Wednesday, October 19, 2016

Goethe marries

"I want to sleep with you!"

Johann Wolfgang von Goethe and Christiane Vulpius were married on this day in 1806 in the Jacobskirche in Weimar. Like other official buildings in Weimar, it was also serving as an infirmary for the wounded. This was five days after the Battle of Jena and Auerstadt, in which the Prussian forces were defeated by Napoleon's troops. The reasons for Goethe's marriage to his long-time companion have been much studied. See, for instance, the essay by Peter Schwartz, "Why Did Goethe Marry When He Did?", which appeared in volume 15 (2008) of the Goethe Yearbook.

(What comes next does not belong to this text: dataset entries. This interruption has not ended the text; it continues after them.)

//! Arm-raise repetition counting from a live camera feed.
//!
//! The pipeline reads frames from a V4L2 webcam, finds a person with an SSD-style detection
//! network, computes 33 body landmarks inside the tracked region with an ONNX pose landmark
//! model, and feeds the shoulder/elbow positions into a small two-state machine that counts one
//! repetition per raise/lower cycle. The frame, overlay, and counter are displayed in a window.
//!
//! # Environment Variables
//!
//! Some parts of the crate can be overridden by setting environment variables:
//!
//! * `ARMUP_MODEL_DIR`: Directory the ONNX model files are loaded from. Defaults to `models/`.
//! * `ARMUP_JPEG_BACKEND`: Configures the JPEG image decoder to use. Allowed values are:
//!   * `mozjpeg`: uses the [mozjpeg] library to decode JPEG images (the default).
//!   * `jpeg-decoder`: uses the [jpeg-decoder] crate.
//! * `ARMUP_WEBCAM_NAME`: Forces the device to use for [`Webcam`]s created without an explicit
//!   device name. If unset, the first device that supports a compatible image format will be
//!   used.
//!
//! [mozjpeg]: https://github.com/mozilla/mozjpeg
//! [jpeg-decoder]: https://github.com/image-rs/jpeg-decoder/
//! [`Webcam`]: video::webcam::Webcam

use log::LevelFilter;

pub mod counter;
pub mod detection;
pub mod filter;
pub mod gui;
pub mod image;
pub mod iter;
pub mod landmark;
pub mod nn;
pub mod num;
pub mod pose;
pub mod slice;
pub mod termination;
pub mod timer;
pub mod video;

use termination::Termination;

/// Initializes the GUI event loop and runs `cb` on a worker thread.
///
/// The windowing platform requires the event loop to own the main thread, so this has to be
/// called from `main` before any windows can be opened. It never returns; once `cb` finishes, the
/// process exits with a status code derived from its return value.
pub fn run<F, R>(cb: F) -> !
where
    F: FnOnce() -> R + Send + 'static,
    R: Termination + Send,
{
    gui::run(cb)
}

/// macro-use only, not part of public API.
#[doc(hidden)]
pub fn init_logger(calling_crate: &'static str) {
    let log_level = LevelFilter::Debug;
    env_logger::Builder::new()
        .filter(Some(calling_crate), log_level)
        .filter(Some(env!("CARGO_PKG_NAME")), log_level)
        .filter(Some("wgpu"), LevelFilter::Warn)
        .parse_default_env()
        .try_init()
        .ok();
}

/// Initializes logging to *stderr*.
///
/// The calling crate and this library will log at *debug* level, `wgpu` at *warn* level; the
/// `RUST_LOG` environment variable overrides both.
///
/// If a global logger is already registered, this macro will do nothing.
#[macro_export]
macro_rules! init_logger {
    () => {
        $crate::init_logger(env!("CARGO_CRATE_NAME"))
    };
}
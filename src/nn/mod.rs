//! Neural Network inference.
//!
//! Model files are ONNX graphs, loaded and executed on the CPU via [`tract_onnx`]. The wrapper
//! types in here hide tract behind a small API surface: [`NeuralNetwork`] runs tensors through a
//! loaded graph, and [`Cnn`] adds the image sampling and color mapping conventions of networks
//! that take a single image input.

pub mod tensor;

use crate::image::{AsImageView, Color, ImageView, Resolution};
use tensor::Tensor;
use tract_onnx::prelude::{
    Framework, Graph, InferenceModelExt, SimplePlan, TValue, TypedFact, TypedOp,
};

use std::{
    borrow::Cow,
    ops::{Index, Range, RangeInclusive},
    path::Path,
    sync::Arc,
};

type Model = SimplePlan<TypedFact, Box<dyn TypedOp>, Graph<TypedFact, Box<dyn TypedOp>>>;

/// A convolutional neural network (CNN) operating on image data.
///
/// Cheaply [`Clone`]able, like the [`NeuralNetwork`] it wraps.
#[derive(Clone)]
pub struct Cnn {
    nn: NeuralNetwork,
    input_res: Resolution,
    to_tensor: Arc<dyn Fn(ImageView<'_>) -> Tensor + Send + Sync>,
}

impl Cnn {
    /// Wraps a [`NeuralNetwork`] taking a single image input.
    ///
    /// The network's one input tensor must match the given [`CnnInputShape`].
    pub fn new(
        nn: NeuralNetwork,
        shape: CnnInputShape,
        color_mapper: ColorMapper,
    ) -> anyhow::Result<Self> {
        let input_res = Self::input_res_of(&nn, shape)?;
        let (h, w) = (input_res.height() as usize, input_res.width() as usize);

        fn sample(view: &ImageView<'_>, u: f32, v: f32) -> Color {
            let x = (u * view.resolution().width() as f32).round() as u32;
            let y = (v * view.resolution().height() as f32).round() as u32;
            view.get(x, y)
        }

        // Box one closure per data order that samples the whole input image into a tensor, so
        // that the per-pixel path stays monomorphic.
        let to_tensor: Arc<dyn Fn(ImageView<'_>) -> _ + Send + Sync> = match shape {
            CnnInputShape::NCHW => Arc::new(move |view| {
                Tensor::from_array_shape_fn([1, 3, h, w], |[_, c, y, x]| {
                    color_mapper.map(sample(&view, x as f32 / w as f32, y as f32 / h as f32))[c]
                })
            }),
            CnnInputShape::NHWC => Arc::new(move |view| {
                Tensor::from_array_shape_fn([1, h, w, 3], |[_, y, x, c]| {
                    color_mapper.map(sample(&view, x as f32 / w as f32, y as f32 / h as f32))[c]
                })
            }),
        };

        Ok(Self {
            nn,
            input_res,
            to_tensor,
        })
    }

    fn input_res_of(nn: &NeuralNetwork, shape: CnnInputShape) -> anyhow::Result<Resolution> {
        if nn.num_inputs() != 1 {
            anyhow::bail!(
                "CNN network has to take exactly 1 input, this one takes {}",
                nn.num_inputs(),
            );
        }

        let input_info = nn.inputs().next().unwrap();
        let tensor_shape = input_info.shape();

        let (w, h) = match (shape, tensor_shape) {
            (CnnInputShape::NCHW, [1, 3, h, w]) | (CnnInputShape::NHWC, [1, h, w, 3]) => (*w, *h),
            _ => {
                anyhow::bail!(
                    "invalid model input shape for {:?} CNN: {:?}",
                    shape,
                    tensor_shape,
                );
            }
        };

        let (w, h): (u32, u32) = (w.try_into()?, h.try_into()?);
        Ok(Resolution::new(w, h))
    }

    /// Returns the expected input image size.
    #[inline]
    pub fn input_resolution(&self) -> Resolution {
        self.input_res
    }

    /// Runs inference on an input image.
    ///
    /// The image is resampled into the network's input tensor; if the aspect ratios don't match,
    /// it is stretched.
    pub fn estimate<V: AsImageView>(&self, image: &V) -> anyhow::Result<Outputs> {
        self.estimate_impl(image.as_view())
    }

    fn estimate_impl(&self, image: ImageView<'_>) -> anyhow::Result<Outputs> {
        let tensor = (self.to_tensor)(image);

        self.nn.estimate(&Inputs::from(tensor))
    }
}

/// Maps pixel colors to the value range a network expects its input in.
pub struct ColorMapper {
    offset: f32,
    scale: f32,
}

impl ColorMapper {
    /// Creates a color mapper that uniformly maps sRGB values to `target_range`.
    ///
    /// Note that this operates on *non-linear* sRGB colors, but maps them linearly to the target
    /// range. The assumption is that sRGB is the color space most (all?) CNNs expect their inputs
    /// to be in, but in practice none of them document this.
    pub fn linear(target_range: RangeInclusive<f32>) -> Self {
        let start = *target_range.start();
        let end = *target_range.end();
        assert!(end > start);

        Self {
            offset: start,
            scale: (end - start) / 255.0,
        }
    }

    fn map(&self, color: Color) -> [f32; 3] {
        [color.r(), color.g(), color.b()].map(|ch| ch as f32 * self.scale + self.offset)
    }
}

/// The data order of a CNN's image input.
///
/// `N` is the number of images (fixed at 1 here), `C` the number of color channels (3 for RGB),
/// `H`/`W` the input height and width.
#[derive(Clone, Copy, Debug, PartialEq, Eq)]
#[non_exhaustive]
pub enum CnnInputShape {
    /// Shape is `[N, C, H, W]`.
    NCHW,
    /// Shape is `[N, H, W, C]`.
    NHWC,
}

/// Neural network loader.
pub struct Loader<'a> {
    bytes: Cow<'a, [u8]>,
    outputs: Option<Vec<usize>>,
}

impl<'a> Loader<'a> {
    fn new(data: Cow<'a, [u8]>) -> Self {
        Self {
            bytes: data,
            outputs: None,
        }
    }

    /// Restricts inference to the outputs with the given indices.
    ///
    /// The [`Outputs`] returned from [`NeuralNetwork::estimate`] will then only contain the
    /// chosen tensors, and the graph is only evaluated as far as needed to compute them.
    pub fn with_output_selection<O>(mut self, outputs: O) -> Self
    where
        O: Into<Vec<usize>>,
    {
        self.outputs = Some(outputs.into());
        self
    }

    /// Loads and optimizes the network.
    ///
    /// Returns an error when the model data is malformed or truncated, or when the graph uses
    /// operations tract does not implement.
    pub fn load(self) -> anyhow::Result<NeuralNetwork> {
        let graph = tract_onnx::onnx()
            .model_for_read(&mut &*self.bytes)?
            .into_optimized()?;
        let outputs = graph.output_outlets()?;
        let selected_outputs = match self.outputs {
            Some(indices) => indices.iter().map(|&i| outputs[i]).collect::<Vec<_>>(),
            None => outputs.to_vec(),
        };
        let model = SimplePlan::new_for_outputs(graph, &selected_outputs)?;

        Ok(NeuralNetwork(Arc::new(model)))
    }
}

/// A loaded neural network, ready for inference.
///
/// Cheaply [`Clone`]able handle to the underlying execution plan.
#[derive(Clone)]
pub struct NeuralNetwork(Arc<Model>);

impl NeuralNetwork {
    /// Starts loading a model from an ONNX file.
    ///
    /// The path must have a `.onnx` extension.
    pub fn from_path<'a, P: AsRef<Path>>(path: P) -> anyhow::Result<Loader<'a>> {
        Self::from_path_impl(path.as_ref())
    }

    fn from_path_impl<'a>(path: &Path) -> anyhow::Result<Loader<'a>> {
        match path.extension() {
            Some(ext) if ext == "onnx" => {}
            _ => anyhow::bail!("neural network file must have `.onnx` extension"),
        }

        let bytes = std::fs::read(path)?;
        Ok(Loader::new(bytes.into()))
    }

    /// Starts loading a model from an in-memory ONNX file.
    pub fn from_onnx(raw: &[u8]) -> anyhow::Result<Loader<'_>> {
        Ok(Loader::new(raw.into()))
    }

    /// Returns the number of input nodes of the network.
    pub fn num_inputs(&self) -> usize {
        self.0.model().inputs.len()
    }

    /// Returns an iterator over the input nodes of the network.
    ///
    /// Inference requires one matching tensor per input.
    pub fn inputs(&self) -> InputInfoIter<'_> {
        InputInfoIter {
            net: self,
            ids: 0..self.num_inputs(),
        }
    }

    /// Runs inference on a set of [`Inputs`], returning the computed [`Outputs`].
    #[doc(alias = "infer")]
    pub fn estimate(&self, inputs: &Inputs) -> anyhow::Result<Outputs> {
        let outputs = self.0.run(
            inputs
                .iter()
                .map(|t| TValue::from_const(Arc::new(t.to_tract())))
                .collect(),
        )?;
        let outputs = outputs
            .into_iter()
            .map(|tract| Tensor::from_tract(&tract))
            .collect();
        Ok(Outputs { inner: outputs })
    }
}

/// Iterator over a [`NeuralNetwork`]'s input nodes.
pub struct InputInfoIter<'a> {
    net: &'a NeuralNetwork,
    ids: Range<usize>,
}

impl<'a> Iterator for InputInfoIter<'a> {
    type Item = InputInfo<'a>;

    fn next(&mut self) -> Option<Self::Item> {
        let id = self.ids.next()?;

        let model = self.net.0.model();
        let fact = model.input_fact(id).expect("`input_fact` returned error");

        let node = model.input_outlets().unwrap()[id].node;

        Some(InputInfo {
            shape: fact
                .shape
                .as_concrete()
                .expect("symbolic network input shape"),
            name: &model.node(node).name,
        })
    }
}

/// Shape and name of a network input node.
#[derive(Debug)]
pub struct InputInfo<'a> {
    shape: &'a [usize],
    name: &'a str,
}

impl<'a> InputInfo<'a> {
    /// Returns the input's tensor shape.
    #[inline]
    pub fn shape(&self) -> &[usize] {
        self.shape
    }

    /// Returns the input's node name.
    #[inline]
    pub fn name(&self) -> &str {
        self.name
    }
}

/// The tensors computed by one inference pass, one per (selected) output node.
#[derive(Debug)]
pub struct Outputs {
    inner: Vec<Tensor>,
}

impl Outputs {
    /// Returns the number of output tensors.
    pub fn len(&self) -> usize {
        self.inner.len()
    }

    /// Iterates over the output tensors.
    pub fn iter(&self) -> OutputIter<'_> {
        OutputIter {
            inner: self.inner.iter(),
        }
    }
}

impl Index<usize> for Outputs {
    type Output = Tensor;

    fn index(&self, index: usize) -> &Tensor {
        &self.inner[index]
    }
}

impl<'a> IntoIterator for &'a Outputs {
    type Item = &'a Tensor;
    type IntoIter = OutputIter<'a>;

    fn into_iter(self) -> Self::IntoIter {
        self.iter()
    }
}

/// Iterator yielded by [`Outputs::iter`].
pub struct OutputIter<'a> {
    inner: std::slice::Iter<'a, Tensor>,
}

impl<'a> Iterator for OutputIter<'a> {
    type Item = &'a Tensor;

    fn next(&mut self) -> Option<Self::Item> {
        self.inner.next()
    }
}

/// The input tensors for one inference pass.
#[derive(Debug)]
pub struct Inputs {
    inner: Vec<Tensor>,
}

impl Inputs {
    /// Returns the number of input tensors.
    pub fn len(&self) -> usize {
        self.inner.len()
    }

    fn iter(&self) -> impl Iterator<Item = &Tensor> {
        self.inner.iter()
    }
}

impl From<Tensor> for Inputs {
    fn from(t: Tensor) -> Self {
        Self { inner: vec![t] }
    }
}

impl FromIterator<Tensor> for Inputs {
    fn from_iter<T: IntoIterator<Item = Tensor>>(iter: T) -> Self {
        Self {
            inner: iter.into_iter().collect(),
        }
    }
}

#[cfg(test)]
mod tests {
    use super::*;

    #[test]
    fn color_mapper() {
        let mapper = ColorMapper::linear(-1.0..=1.0);
        assert_eq!(mapper.map(Color::BLACK), [-1.0, -1.0, -1.0]);
        assert_eq!(mapper.map(Color::WHITE), [1.0, 1.0, 1.0]);

        let mapper = ColorMapper::linear(1.0..=2.0);
        assert_eq!(mapper.map(Color::BLACK), [1.0, 1.0, 1.0]);
        assert_eq!(mapper.map(Color::WHITE), [2.0, 2.0, 2.0]);
    }
}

The reason had much to do with the European-wide wars.

Sigrid Damm in Christiane und Goethe: eine Recherche poses the interesting question: how did "die kleine Freundin" (as Goethe referred to her), known for eighteen years as Demoiselle Vulpius, feel at this overnight change in her status. From one day to the next she inherited Goethe's name, his title of nobility, as well as his official title: suddenly she became "Frau Geheime Räthin von Goethe.

The photo above comes from a production that was supposed to take place in Istanbul in 2014, but that seems to have been canceled. The play dealt with Goethe's relationship with "a working woman from a lower class." It had to be canceled (I have this from the newspaper report in the English-language newspaper Hurriyet Daily News) because of the line "I want to sleep with you." I have not been able to find any other information on this play, not even the name of the writer of the play. According to the caption on the photo, the director was Kazım Akşar.

Monday, October 17, 2016

"A hard rains gonna fall"

Goethe must have been thinking along the lines of Bob Dylan's song (note the apocalyptic imagery: e.g., "a wave that could drown the whole world") in the summer of 1816. Christiane died on June 6. It was not a good time, and then there was all that rain, which he noted in his diary. I referred in an earlier post to the effects of the Tambora volcano eruption, which made themselves felt in Europe in the summer of 1816. As Wolfgang Behringer notes in his book on the eruption, Goethe made many references to the rain in his diary that summer.

The first mention occurs on June 23: "Schrecklich durchwässerter Zustand des Gartens." There continue, until October, notations about the weather conditions. For instance, on July 3: "Um 7 Uhr von Jena ausgefahren. Schlimmer Weg durchs Mühlthal." Or, on July 9: "Spazierfahrt mit Meyer wegen dem Regen abgekürzt." Or, regarding his visit to the court: "Durch kalte Witterung aus dem Park geschreckt." On July 29, he noted that it had rained the entire night and was continuing. There are entries along these lines: "Anhaltendes Regenwetter." Attempts to take a walk were interrupted by rain. He also noted good weather. June 29: "Erster schöner Tag." On the same day he also drove "am Neuthor" in order to view the flooding.

It is unclear from these entries how much he knew about the cause, but on June 28 he notes a visit of Johann Wolfgang Döbereiner, followed by "Gespräch über die Sonnenflecken. Sauerstoffgehalt der Atmosphäre" (conversation about sun spots; oxygen content of the atmosphere), which suggests that he was being informed about the atmospheric effects of the eruption.

Constable, Flatford Mill on the River Stour (detail)
There were two interesting entries about other effects, for instance, on June 21 he noted that thunder clouds had broken up into sheet lightning. And he also noted, on June 30, the reflection of trees in cloudy water (im trübem Wasser). Does he mean in puddles? Or in a river? This reference caused me to look up some contemporary artists who might have painted such reflections. I turned to John Constable, the notable English landscape painter. Constable painted a lot of English water -- lakes, canals, locks, etc. -- and in many case there are trees on the water's edge, yet he seems not to have dealt much with this aspect. I am not a Constable expert, so there may be examples in his oeuvre, but I include here the one that I found, from 1816. But I also noted that, even though he was painting in the very period in which Friedrich and Turner had documented the red skies, his skies do not reflect the new pollution.

By September there occur more mentions of good weather, and, finally, on October 7: "Schöner Tag. Im Garten."